Panel A. Suppression of 8-CPT-2-O-Me-cAMP-upregulated protein synthesis in macrophages upon down regulation of Epac1 gene expression by RNAi. Protein synthesis is measured by cellular [³H]leucine uptake and is expressed as the mean ± SE from triplicate experiments. The data are expressed as pmol [³H]leucine incorporated mg protein. The bars are: (1) lipofectamine + buffer; (2) lipofectamine + 8-CPT-2-O-Me-cAMP (200 μM/30 min/37°C); (3) Epac1 dsRNA + 8-CPT-2-O-Me-cAMP; and (4) scrambled dsRNA + 8-CPT-2-O-Me-cAMP. Panel B. Silencing Epac1 gene expression inhibits 8-CPT-2-O-Me-cAMP induced DNA synthesis.
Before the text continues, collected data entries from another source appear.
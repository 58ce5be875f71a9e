use crate::id_generator::IdGenerator;
use crate::{EdgeId, GraphStore, NodeId, RejectReason};
use serde::{Deserialize, Serialize};

/// Which structural rules a new connection must satisfy
///
/// Both rules reject by default, keeping the graph a simple directed relation.
#[derive(Debug, Clone, Copy, PartialEq, Eq, Default, Serialize, Deserialize)]
#[serde(default)]
pub struct ConnectionPolicy {
    pub allow_self_loops: bool,
    pub allow_parallel_edges: bool,
}

/// Outcome of checking a proposed connection
#[derive(Debug, Clone, PartialEq, Eq)]
pub enum Verdict {
    /// The edge may be added under this freshly generated id
    Accepted(EdgeId),
    Rejected(RejectReason),
}

impl Verdict {
    pub fn is_accepted(&self) -> bool {
        matches!(self, Verdict::Accepted(_))
    }

    pub fn into_result(self) -> Result<EdgeId, RejectReason> {
        match self {
            Verdict::Accepted(id) => Ok(id),
            Verdict::Rejected(reason) => Err(reason),
        }
    }
}

/// Decides whether a proposed edge may be added to a store
#[derive(Debug, Clone, Copy, Default)]
pub struct ConnectionValidator {
    policy: ConnectionPolicy,
}

impl ConnectionValidator {
    pub fn new() -> Self {
        Self::default()
    }

    pub fn with_policy(policy: ConnectionPolicy) -> Self {
        Self { policy }
    }

    pub fn policy(&self) -> ConnectionPolicy {
        self.policy
    }

    /// Check `source -> target` against the store
    ///
    /// Rules run in a fixed order: both endpoints exist, no self-loop,
    /// no existing edge along the same ordered pair.
    pub fn validate(&self, store: &GraphStore, source: &str, target: &str) -> Verdict {
        for endpoint in [source, target] {
            if !store.contains_node(endpoint) {
                return Verdict::Rejected(RejectReason::UnknownNode(NodeId::from(endpoint)));
            }
        }

        if source == target && !self.policy.allow_self_loops {
            return Verdict::Rejected(RejectReason::SelfLoop(NodeId::from(source)));
        }

        if !self.policy.allow_parallel_edges {
            if let Some(existing) = store.edge_between(source, target) {
                return Verdict::Rejected(RejectReason::DuplicateEdge {
                    existing: existing.id.clone(),
                    from: NodeId::from(source),
                    to: NodeId::from(target),
                });
            }
        }

        let mut ids = IdGenerator::from_existing_ids(store.edge_ids());
        Verdict::Accepted(ids.next())
    }
}

#[cfg(test)]
mod tests {
    use super::*;
    use crate::{Edge, Node, NodePayload, Position};

    fn store() -> GraphStore {
        let mut store = GraphStore::new();
        for id in ["n1", "n2", "n3"] {
            store
                .add_node(Node::new(
                    id,
                    NodePayload::stage(id, "stage", None),
                    Position::default(),
                ))
                .unwrap();
        }
        store
    }

    #[test]
    fn test_accepts_new_connection() {
        let store = store();
        let verdict = ConnectionValidator::new().validate(&store, "n1", "n2");
        assert_eq!(verdict, Verdict::Accepted(EdgeId::from("e1")));
    }

    #[test]
    fn test_unknown_node() {
        let store = store();
        let validator = ConnectionValidator::new();

        assert_eq!(
            validator.validate(&store, "ghost", "n2"),
            Verdict::Rejected(RejectReason::UnknownNode(NodeId::from("ghost")))
        );
        assert_eq!(
            validator.validate(&store, "n1", "ghost"),
            Verdict::Rejected(RejectReason::UnknownNode(NodeId::from("ghost")))
        );
    }

    #[test]
    fn test_unknown_checked_before_self_loop() {
        let store = store();
        let verdict = ConnectionValidator::new().validate(&store, "ghost", "ghost");
        assert_eq!(
            verdict,
            Verdict::Rejected(RejectReason::UnknownNode(NodeId::from("ghost")))
        );
    }

    #[test]
    fn test_self_loop() {
        let store = store();
        assert_eq!(
            ConnectionValidator::new().validate(&store, "n1", "n1"),
            Verdict::Rejected(RejectReason::SelfLoop(NodeId::from("n1")))
        );

        let permissive = ConnectionValidator::with_policy(ConnectionPolicy {
            allow_self_loops: true,
            ..Default::default()
        });
        assert!(permissive.validate(&store, "n1", "n1").is_accepted());
    }

    #[test]
    fn test_duplicate_edge() {
        let mut store = store();
        store.add_edge(Edge::new("e1", "n1", "n2")).unwrap();

        let validator = ConnectionValidator::new();
        assert_eq!(
            validator.validate(&store, "n1", "n2"),
            Verdict::Rejected(RejectReason::DuplicateEdge {
                existing: EdgeId::from("e1"),
                from: NodeId::from("n1"),
                to: NodeId::from("n2"),
            })
        );

        // The reverse direction is a different ordered pair
        assert_eq!(
            validator.validate(&store, "n2", "n1"),
            Verdict::Accepted(EdgeId::from("e2"))
        );

        let permissive = ConnectionValidator::with_policy(ConnectionPolicy {
            allow_parallel_edges: true,
            ..Default::default()
        });
        assert_eq!(
            permissive.validate(&store, "n1", "n2"),
            Verdict::Accepted(EdgeId::from("e2"))
        );
    }

    #[test]
    fn test_fresh_id_avoids_imported_ids() {
        let mut store = store();
        store.add_edge(Edge::new("e5", "n1", "n2")).unwrap();
        store.add_edge(Edge::new("link", "n2", "n3")).unwrap();

        let verdict = ConnectionValidator::new().validate(&store, "n1", "n3");
        assert_eq!(verdict.into_result(), Ok(EdgeId::from("e6")));
    }
}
DNA synthesis is measured as [³H]thymidine uptake and is expressed as the mean ±SE from triplicate experiments (pmol/mg protein). The bars are as in Panel A. Panel C. Down regulation of the Epac1 gene expression by RNAi causes inhibition of ERK1/2 (□) and B-Raf (■) activation. The immunoblot shown is represenative of two experiments. The lanes are: (1) lipofectamine + buffer; (2) lipofectamine + 8-CPT-2-O-Me-cAMP (200μM/30 min/30°C); and (3) Epac1 dsRNA + 8-CPT-2-O-Me-cAMP. The protein loading controls unphosphorylated ERK1/2 and B-Raf are also shown below the respective immunoblots. The changes in phospho-ERK1/2 and phospho-B-Raf are expressed as ratios of phosphorylated/unphosphorylated kinases and are shown as a bar diagram above the immunoblot. Panel D. Effect of silencing Epac1 gene expression on 8-CPT-2-O-Me-cAMP-induced upregulated protein levels of the p110α catalytic subunit of PI 3-kinase; phosphorylated-PDK1, and phosphorylated-p^70s6k. Changes in protein levels of p-PDK1 and p-p^70s6k are shown as ratios of protein/actin in a bar diagram above the immunoblot as in Panel C. In preliminary experiments transfection of cells with scrambled dsRNA showed negligible or little effect on various kinase proteins. Therefore, these controls were not performed in these experiments.